I intended to use mlr for a benchmark of Poisson Regression models but realized, that support for count data models hasn't actually been implemented yet.
While successfully working around these limitations in my specific use case, I talked to @berndbischl and this issue/feature request is supposed to track and coordinate any efforts towards a proper implementation.

As to specific performance measures, these StackExchange threads might be helpful:

I also compiled a (likely incomplete) list of learners that might be considered (I'm personally not familiar with most of the more complex models, these might not be appropriate/a priority):

Models for Count Data

glm() {stats}
glm.nb() {MASS}
glmnet() {glmnet}
cv.glmnet() {glmnet}
hurdle() {pscl}
zeroinfl() {pscl}

General Implementations (including models for count data)

gamlss() {gamlss}
poissonff() {VGAM}

Further Extensions (to the classical glm, including count data models)

finite mixture models {flexmix}
generalized estimating equations {geepack}
mixed-effects models {lme4, nlme}

Apparently Outdated

zicounts() {zicounts - orphaned}
fit.zigp() {ZIGP - not on CRAN anymore}

see also https://cran.r-project.org/web/packages/pscl/vignettes/countreg.pdf

Cheers,
Johannes

ghost · 2015-11-05T13:16:56Z

Hello,

two more boosting algorithms which can be used with count data:

xgboost() {xgboost}
gbm() {gbm}

Best
Basil

zmjones · 2015-12-09T04:32:41Z

i am a bit confused about why this is necessary. most (almost all?) regression methods for counts produce positive real-valued predictions. i don't see how this wouldn't work as a normal regression task. any count specific measures could be added without adding any other new structure. is there some other reason we should have count tasks that i've missed?

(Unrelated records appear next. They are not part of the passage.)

//! PostgreSQL analysis inside a WebAssembly module instead of a live server.
//!
//! The module is fetched from the configured URL, checked against its pinned
//! sha256, compiled once and then fed `init`/`prepare` requests.

mod loader;
mod protocol;
mod runtime;

pub use loader::{sha256_hex, VerifiedModule};

use async_trait::async_trait;
use std::sync::{Arc, Mutex};

use crate::analysis::{Analysis, Node, ParamNames};
use crate::analyzer::{run_blocking, Analyzer};
use crate::cache::CacheDirs;
use crate::config::SandboxConfig;
use crate::error::{Error, Result};
use protocol::Request;
use runtime::{Cancelled, Runtime, Session};

pub struct SandboxAnalyzer {
    config: SandboxConfig,
    cache: CacheDirs,
    runtime: tokio::sync::Mutex<Option<Arc<Runtime>>>,
    session: Arc<Mutex<Option<Session>>>,
}

impl SandboxAnalyzer {
    pub fn new(config: SandboxConfig, cache: CacheDirs) -> Self {
        Self {
            config,
            cache,
            runtime: tokio::sync::Mutex::new(None),
            session: Arc::new(Mutex::new(None)),
        }
    }

    /// The compiled module, loading and verifying it on first use.
    async fn runtime(&self) -> Result<Arc<Runtime>> {
        let mut guard = self.runtime.lock().await;
        if let Some(runtime) = guard.as_ref() {
            return Ok(runtime.clone());
        }

        let module = loader::load(&self.config, &self.cache).await?;
        tracing::info!(url = %self.config.url, sha256 = %module.sha256, "compiling sandbox module");
        let runtime = run_blocking(move || Runtime::new(&module.bytes).map(Arc::new), || {}).await?;
        *guard = Some(runtime.clone());
        Ok(runtime)
    }
}

#[async_trait]
impl Analyzer for SandboxAnalyzer {
    async fn analyze(
        &self,
        node: &dyn Node,
        query: &str,
        migrations: &[String],
        params: Option<&dyn ParamNames>,
    ) -> Result<Analysis> {
        let runtime = self.runtime().await?;
        let session = self.session.clone();
        let migrations = migrations.to_vec();
        let request = Request::prepare(query);
        let cancelled = Cancelled::default();
        let on_cancel = {
            let runtime = runtime.clone();
            let cancelled = cancelled.clone();
            move || {
                cancelled.cancel();
                runtime.interrupt();
            }
        };

        let response = run_blocking(
            move || {
                let mut guard = session
                    .lock()
                    .map_err(|_| Error::Aborted("sandbox session".into()))?;
                let stale = guard.as_ref().map_or(true, |s| s.migrations != migrations);
                if stale {
                    guard.take();
                    *guard = Some(Session::start(&runtime, migrations, &cancelled)?);
                }
                let Some(active) = guard.as_mut() else {
                    return Err(Error::NotConnected);
                };
                let response = active.call(&request, &cancelled);
                if response.is_err() {
                    // A trapped instance is unusable; start over next time.
                    guard.take();
                }
                response
            },
            on_cancel,
        )
        .await?;

        Ok(response.into_prepare(node.pos())?.into_analysis(params))
    }

    async fn close(&self) -> Result<()> {
        let session = self.session.clone();
        run_blocking(
            move || {
                if let Ok(mut guard) = session.lock() {
                    guard.take();
                }
                Ok(())
            },
            || {},
        )
        .await?;
        self.runtime.lock().await.take();
        Ok(())
    }

    async fn ensure_conn(&self, _migrations: &[String]) -> Result<()> {
        self.runtime().await.map(|_| ())
    }
}

#[cfg(test)]
mod tests {
    use super::runtime::tests::{command_module, exported_module};
    use super::*;
    use std::time::Duration;

    const OK: &str = r#"{"success":true,"prepare":{"columns":[{"name":"id","data_type":"int4","not_null":true,"table_name":"t","table_schema":"public"}],"params":[{"number":1,"data_type":"text"}]}}"#;

    fn analyzer(dir: &std::path::Path, wat: &str, sha256: Option<String>) -> SandboxAnalyzer {
        let path = dir.join("analyzer.wat");
        std::fs::write(&path, wat).unwrap();
        let config = SandboxConfig {
            url: format!("file://{}", path.display()),
            sha256,
        };
        SandboxAnalyzer::new(config, CacheDirs::new(dir.join("cache")))
    }

    async fn instantiations(analyzer: &SandboxAnalyzer) -> usize {
        analyzer.runtime.lock().await.as_ref().unwrap().instantiations()
    }

    #[tokio::test]
    async fn test_analyze_through_exported_query() {
        let tmp = tempfile::tempdir().unwrap();
        let analyzer = analyzer(tmp.path(), &exported_module(OK), None);
        let result = analyzer
            .analyze(&0usize, "SELECT id FROM t WHERE name = $1", &[], None)
            .await
            .unwrap();
        assert_eq!(result.columns[0].name, "id");
        assert_eq!(result.columns[0].data_type, "int4");
        assert!(result.columns[0].not_null);
        assert_eq!(result.params[0].column.data_type, "text");
        analyzer.close().await.unwrap();
        analyzer.close().await.unwrap();
    }

    #[tokio::test]
    async fn test_command_module() {
        let tmp = tempfile::tempdir().unwrap();
        let analyzer = analyzer(tmp.path(), &command_module(OK), None);
        let result = analyzer.analyze(&0usize, "SELECT id FROM t", &[], None).await.unwrap();
        assert_eq!(result.columns.len(), 1);
    }

    #[tokio::test]
    async fn test_error_response_is_positioned() {
        let tmp = tempfile::tempdir().unwrap();
        let failing = r#"{"success":false,"error":{"code":"42703","message":"column \"x\" does not exist","position":8}}"#;
        let analyzer = analyzer(tmp.path(), &exported_module(failing), None);
        let err = analyzer
            .analyze(&50usize, "SELECT x FROM t", &[], None)
            .await
            .unwrap_err();
        let sql = err.as_sql().unwrap();
        assert_eq!(sql.code, "42703");
        assert_eq!(sql.location, 57);
    }

    #[tokio::test]
    async fn test_reinitializes_only_when_migrations_change() {
        let tmp = tempfile::tempdir().unwrap();
        let analyzer = analyzer(tmp.path(), &exported_module(OK), None);
        let v1 = vec!["CREATE TABLE t (id int)".to_string()];
        let v2 = vec!["CREATE TABLE t (id int)".to_string(), "ALTER TABLE t ADD name text".to_string()];

        analyzer.analyze(&0usize, "SELECT 1", &v1, None).await.unwrap();
        analyzer.analyze(&0usize, "SELECT 2", &v1, None).await.unwrap();
        assert_eq!(instantiations(&analyzer).await, 1);

        analyzer.analyze(&0usize, "SELECT 1", &v2, None).await.unwrap();
        assert_eq!(instantiations(&analyzer).await, 2);
    }

    #[tokio::test]
    async fn test_cancellation_interrupts_module() {
        let tmp = tempfile::tempdir().unwrap();
        let spinning = r#"(module (func (export "_start") (loop $spin (br $spin))))"#;
        let analyzer = analyzer(tmp.path(), spinning, None);

        let result = tokio::time::timeout(
            Duration::from_millis(200),
            analyzer.analyze(&0usize, "SELECT 1", &[], None),
        )
        .await;
        assert!(result.is_err());

        // The interrupted instance releases the session promptly.
        tokio::time::timeout(Duration::from_secs(10), analyzer.close())
            .await
            .unwrap()
            .unwrap();
    }

    #[tokio::test]
    async fn test_checksum_mismatch_never_instantiates() {
        let tmp = tempfile::tempdir().unwrap();
        let analyzer = analyzer(tmp.path(), &exported_module(OK), Some("ab".repeat(32)));
        let err = analyzer.analyze(&0usize, "SELECT 1", &[], None).await.unwrap_err();
        assert!(matches!(err, Error::ChecksumMismatch { .. }));
        assert!(analyzer.runtime.lock().await.is_none());
    }

    #[tokio::test]
    async fn test_pinned_module_verifies() {
        let tmp = tempfile::tempdir().unwrap();
        let wat = exported_module(OK);
        let analyzer = analyzer(tmp.path(), &wat, Some(sha256_hex(wat.as_bytes())));
        analyzer.ensure_conn(&[]).await.unwrap();
        assert_eq!(instantiations(&analyzer).await, 0);
    }
}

If there is could it not be solved by adding additional structure to a regression task and maybe an additional property to regression learners (e.g., check/enforce non-negativity).

javdg · 2015-12-09T10:16:51Z

Hi,
this thread arose from encountering what has later been independently reported (and fixed in the meantime) as #559.
In my subsequent discussions with @berndbischl he suggested to tackle this issue in a systematic manner and to create this bug to track any developments in this regard.
I tend to agree, this doesn't necessarily require to create a completely new and separate count task - even though I think that's what Bernd had in mind originally, but he needed some more time to look into it.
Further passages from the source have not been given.